EXERCISE REQUIREMENTS →
In the listing that follows, the lines starting at the one containing "road status row." and ending at the one containing "circuit can hold." are to be returned exactly, both boundary lines included, and no others.

MATERIAL FOR THIS TASK →
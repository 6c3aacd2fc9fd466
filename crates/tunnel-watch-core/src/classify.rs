//! Pure classification over decoded records.
//!
//! Two independent paths produce a verdict: [`classify`] reads one of the
//! authority's own road status rows, while [`resolve`] scans the disruption
//! feed using [`matches`] and [`is_closed`]. Neither can fail.

use crate::model::{RoadDisruption, RoadStatus, TunnelState, TunnelStatus};

pub const NO_DISRUPTION_SEVERITY: &str = "None";
pub const NO_DISRUPTION_DESCRIPTION: &str = "No active disruptions";
pub const UNKNOWN_SEVERITY: &str = "Unknown";
pub const FALLBACK_DESCRIPTION: &str = "Active disruption";

/// Case-insensitive substring match of `query` against the disruption's
/// location and comments. A blank query never matches.
pub fn matches(disruption: &RoadDisruption, query: &str) -> bool {
    let q = query.trim();
    if q.is_empty() {
        return false;
    }

    let haystack = [disruption.location.as_str(), disruption.comments.as_str()]
        .into_iter()
        .filter(|part| !part.is_empty())
        .collect::<Vec<_>>()
        .join(" ")
        .to_lowercase();

    haystack.contains(&q.to_lowercase())
}

/// A disruption closes the road when it says so outright, or when any of
/// its street segments is marked "closed".
pub fn is_closed(disruption: &RoadDisruption) -> bool {
    disruption.has_closures
        || disruption
            .streets
            .iter()
            .any(|s| s.closure.to_lowercase() == "closed")
}

/// Classify a single road status row.
pub fn classify(status: &RoadStatus) -> TunnelState {
    let sev = status.status_severity.trim().to_lowercase();
    let desc = status.status_severity_description.trim().to_lowercase();

    if sev.contains("closed") || sev.contains("closure") || desc.contains("closed") {
        return TunnelState::Closed;
    }
    if sev.is_empty() && desc.is_empty() {
        return TunnelState::Unknown;
    }
    TunnelState::Open
}

/// Resolve a verdict for `tunnel_name` from the full disruption feed.
///
/// No match means the tunnel is presumed open. Otherwise the first closed
/// match (or the first match, when none is closed) supplies the severity
/// and description, and every match contributes its id.
pub fn resolve(tunnel_name: &str, disruptions: &[RoadDisruption]) -> TunnelStatus {
    let matched: Vec<&RoadDisruption> = disruptions
        .iter()
        .filter(|d| matches(d, tunnel_name))
        .collect();

    let Some(first) = matched.first() else {
        return TunnelStatus {
            disruption_ids: Vec::new(),
            severity: NO_DISRUPTION_SEVERITY.to_string(),
            severity_description: NO_DISRUPTION_DESCRIPTION.to_string(),
            state: TunnelState::Open,
            tunnel_name: tunnel_name.to_string(),
        };
    };

    let closed_match = matched.iter().find(|d| is_closed(d));
    let (primary, state) = match closed_match {
        Some(d) => (*d, TunnelState::Closed),
        None => (*first, TunnelState::Open),
    };

    TunnelStatus {
        disruption_ids: matched.iter().map(|d| d.id.clone()).collect(),
        severity: primary
            .severity
            .clone()
            .unwrap_or_else(|| UNKNOWN_SEVERITY.to_string()),
        severity_description: first_non_empty(
            &[primary.comments.as_str(), primary.location.as_str()],
            FALLBACK_DESCRIPTION,
        ),
        state,
        tunnel_name: tunnel_name.to_string(),
    }
}

fn first_non_empty(candidates: &[&str], fallback: &str) -> String {
    candidates
        .iter()
        .find(|c| !c.is_empty())
        .copied()
        .unwrap_or(fallback)
        .to_string()
}
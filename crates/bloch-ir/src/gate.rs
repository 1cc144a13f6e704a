//! Quantum gate types.

use serde::{Deserialize, Serialize};
use std::fmt;

/// The single-qubit gates a Bloch circuit can hold.
#[derive(Debug, Clone, Copy, PartialEq, Eq, Hash, Serialize, Deserialize)]
pub enum GateKind {
    // Pauli gates
    /// Pauli-X gate.
    X,
    /// Pauli-Y gate.
    Y,
    /// Pauli-Z gate.
    Z,

    // Clifford gates
    /// Hadamard gate.
    H,
    /// S gate (sqrt(Z)).
    S,
    /// S-dagger gate.
    Sdg,
    /// T gate (fourth root of Z).
    T,
    /// T-dagger gate.
    Tdg,

    // Rotation gates
    /// Rotation around X axis.
    Rx,
    /// Rotation around Y axis.
    Ry,
    /// Rotation around Z axis.
    Rz,
}

impl GateKind {
    /// Every supported gate, fixed gates first.
    pub const ALL: [GateKind; 11] = [
        GateKind::X,
        GateKind::Y,
        GateKind::Z,
        GateKind::H,
        GateKind::S,
        GateKind::Sdg,
        GateKind::T,
        GateKind::Tdg,
        GateKind::Rx,
        GateKind::Ry,
        GateKind::Rz,
    ];

    /// Get the OpenQASM name of this gate.
    #[inline]
    pub fn name(&self) -> &'static str {
        match self {
            GateKind::X => "x",
            GateKind::Y => "y",
            GateKind::Z => "z",
            GateKind::H => "h",
            GateKind::S => "s",
            GateKind::Sdg => "sdg",
            GateKind::T => "t",
            GateKind::Tdg => "tdg",
            GateKind::Rx => "rx",
            GateKind::Ry => "ry",
            GateKind::Rz => "rz",
        }
    }

    /// Check if this gate takes a rotation angle.
    #[inline]
    pub fn is_rotation(&self) -> bool {
        matches!(self, GateKind::Rx | GateKind::Ry | GateKind::Rz)
    }
}

impl fmt::Display for GateKind {
    fn fmt(&self, f: &mut fmt::Formatter<'_>) -> fmt::Result {
        f.write_str(self.name())
    }
}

ANSWER BOX →
/// Classify a single road status row.
pub fn classify(status: &RoadStatus) -> TunnelState {
    let sev = status.status_severity.trim().to_lowercase();
    let desc = status.status_severity_description.trim().to_lowercase();

    if sev.contains("closed") || sev.contains("closure") || desc.contains("closed") {
        return TunnelState::Closed;
    }
    if sev.is_empty() && desc.is_empty() {
        return TunnelState::Unknown;
    }
    TunnelState::Open
}

/// Resolve a verdict for `tunnel_name` from the full disruption feed.
///
/// No match means the tunnel is presumed open. Otherwise the first closed
/// match (or the first match, when none is closed) supplies the severity
/// and description, and every match contributes its id.
pub fn resolve(tunnel_name: &str, disruptions: &[RoadDisruption]) -> TunnelStatus {
    let matched: Vec<&RoadDisruption> = disruptions
        .iter()
        .filter(|d| matches(d, tunnel_name))
        .collect();

    let Some(first) = matched.first() else {
        return TunnelStatus {
            disruption_ids: Vec::new(),
            severity: NO_DISRUPTION_SEVERITY.to_string(),
            severity_description: NO_DISRUPTION_DESCRIPTION.to_string(),
            state: TunnelState::Open,
            tunnel_name: tunnel_name.to_string(),
        };
    };

    let closed_match = matched.iter().find(|d| is_closed(d));
    let (primary, state) = match closed_match {
        Some(d) => (*d, TunnelState::Closed),
        None => (*first, TunnelState::Open),
    };

    TunnelStatus {
        disruption_ids: matched.iter().map(|d| d.id.clone()).collect(),
        severity: primary
            .severity
            .clone()
            .unwrap_or_else(|| UNKNOWN_SEVERITY.to_string()),
        severity_description: first_non_empty(
            &[primary.comments.as_str(), primary.location.as_str()],
            FALLBACK_DESCRIPTION,
        ),
        state,
        tunnel_name: tunnel_name.to_string(),
    }
}

fn first_non_empty(candidates: &[&str], fallback: &str) -> String {
    candidates
        .iter()
        .find(|c| !c.is_empty())
        .copied()
        .unwrap_or(fallback)
        .to_string()
}
filename crates/bloch-ir/src/gate.rs
repository 1cc144a13f6e704a
//! Quantum gate types.

use serde::{Deserialize, Serialize};
use std::fmt;

/// The single-qubit gates a Bloch circuit can hold.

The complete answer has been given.